Los plateados vagones de diseño futurista del Talgo III vieron pasear por sus modernos interiores las primeras minifaldas y los pantalones de campana que condicionaron la moda de aquella generación marcada por la 'beatlemanía'.

Ya en aquella época era capaz de llegar a los 160 kilómetros por hora, todo un récord, y fue precisamente un Talgo III arrastrado por la locomotora 'Virgen del Carmen' el primer medio de transporte en circular a 200 kilómetros por hora en suelo español.

Su diseño, basado en un sistema de rueda libre, le otorgaba una comodidad y una suavidad que aún hoy se puede percibir en sus vetustos vagones.

José Luis López, que trabajó durante doce años como director general de Tecnología de la compañía Talgo, recuerda que la gente que lo utilizaba no decía 'he venido en tren', sino 'he venido en el Talgo', como forma de alardear ante sus conocidos.

Esto da una idea del 'estatus' que representaba este transporte, que, según comenta López, llegó a convertirse en símbolo del incipiente desarrollo tecnológico español.

En sus inicios, sin embargo, no fue un tren al alcance de cualquiera. Era necesaria cierta capacidad económica, por encima de la media, para permitirse el lujo de viajar en un Talgo III en aquella España inmersa aún en la dictadura franquista.

José Félix Colado, vicepresidente de la Asociación de Amigos del Ferrocarril del Bidasoa, no oculta su 'pena porque con él se va una imagen característica del ferrocarril español'.

Se trata sin embargo de un sentimiento que se entremezcla con la 'alegría' que produce saber que los trenes siguen evolucionando, y 'lo que no evoluciona, muere', asegura Colado con expresión agridulce.

Al relevo del veterano tren llega un nuevo y moderno Alvia que reducirá en dos horas y 52 minutos el tiempo empleado por el viejo Talgo para ir de Irun a Barcelona, que necesita más de ocho horas para completar este trayecto.

El 'Miguel de Unamuno' tiene un futuro aún incierto.

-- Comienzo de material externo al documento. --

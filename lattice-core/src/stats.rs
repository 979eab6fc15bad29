//! Burst sample summary statistics, shared by the probe engine (which
//! produces them) and the analyzer (which consumes them).

/// Summary of one burst's round-trip samples.
#[derive(Debug, Clone, Copy, PartialEq)]
pub struct Summary {
    pub min_ms: f64,
    pub p05_ms: f64,
    pub median_ms: f64,
    pub p95_ms: f64,
}

/// Compute [`Summary`] over `samples_ms`, sorting a copy internally.
/// Returns `None` if `samples_ms` is empty — callers must mark the burst
/// as having no samples rather than fabricating a summary.
pub fn summarize(samples_ms: &[f64]) -> Option<Summary> {
    if samples_ms.is_empty() {
        return None;
    }
    let mut sorted = samples_ms.to_vec();
    sorted.sort_by(|a, b| a.partial_cmp(b).unwrap_or(std::cmp::Ordering::Equal));
    let n = sorted.len();
    let min_ms = sorted[0];
    let p05_ms = sorted[percentile_index(n, 0.05)];
    let median_ms = sorted[n / 2];
    let p95_ms = sorted[percentile_index_ceil(n, 0.95)];
    Some(Summary {
        min_ms,
        p05_ms,
        median_ms,
        p95_ms,
    })
}

fn percentile_index(n: usize, q: f64) -> usize {
    ((q * (n as f64 - 1.0)).floor() as usize).min(n - 1)
}

fn percentile_index_ceil(n: usize, q: f64) -> usize {
    ((q * (n as f64 - 1.0)).ceil() as usize).min(n - 1)
}

#[cfg(test)]
mod tests {
    use super::*;

    #[test]
    fn empty_samples_yield_no_summary() {
        assert!(summarize(&[]).is_none());
    }

    #[test]
    fn monotonic_for_odd_and_even_counts() {
        let odd = [5.0, 1.0, 3.0, 2.0, 4.0];
        let s = summarize(&odd).expect("non-empty");
        assert!(s.min_ms <= s.p05_ms);
        assert!(s.p05_ms <= s.median_ms);
        assert!(s.median_ms <= s.p95_ms);
        assert_eq!(s.min_ms, 1.0);
        assert_eq!(s.median_ms, 3.0);

        let even = [10.0, 20.0, 30.0, 40.0];
        let s = summarize(&even).expect("non-empty");
        assert!(s.min_ms <= s.p05_ms);
        assert!(s.p05_ms <= s.median_ms);
        assert!(s.median_ms <= s.p95_ms);
        // upper median for even n: index n/2 = 2 -> 30.0
        assert_eq!(s.median_ms, 30.0);
    }

    #[test]
    fn single_sample_is_degenerate_but_monotonic() {
        let s = summarize(&[42.0]).expect("non-empty");
        assert_eq!(s.min_ms, 42.0);
        assert_eq!(s.p05_ms, 42.0);
        assert_eq!(s.median_ms, 42.0);
        assert_eq!(s.p95_ms, 42.0);
    }

    #[test]
    fn monotonicity_holds_over_many_random_like_sizes() {
        for n in 1..50 {
            let samples: Vec<f64> = (0..n).map(|i| ((i * 37 + 3) % 97) as f64).collect();
            let s = summarize(&samples).expect("non-empty");
            assert!(s.min_ms <= s.p05_ms, "n={n}");
            assert!(s.p05_ms <= s.median_ms, "n={n}");
            assert!(s.median_ms <= s.p95_ms, "n={n}");
        }
    }
}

Puede que algún museo lo reclame, quizá sea conducido a un cementerio de trenes en Zaragoza donde será desguazado, aunque también existe la posibilidad de que sea vendido a Argentina para continuar allí su periplo sobre los raíles.

En cualquier caso, el 'plateado de la franja roja' llegará mañana a la estación de lo que se convierte en pasado y en historia, ese lugar hecho de recuerdos en el que siempre hay un rincón para los viejos y buenos trenes.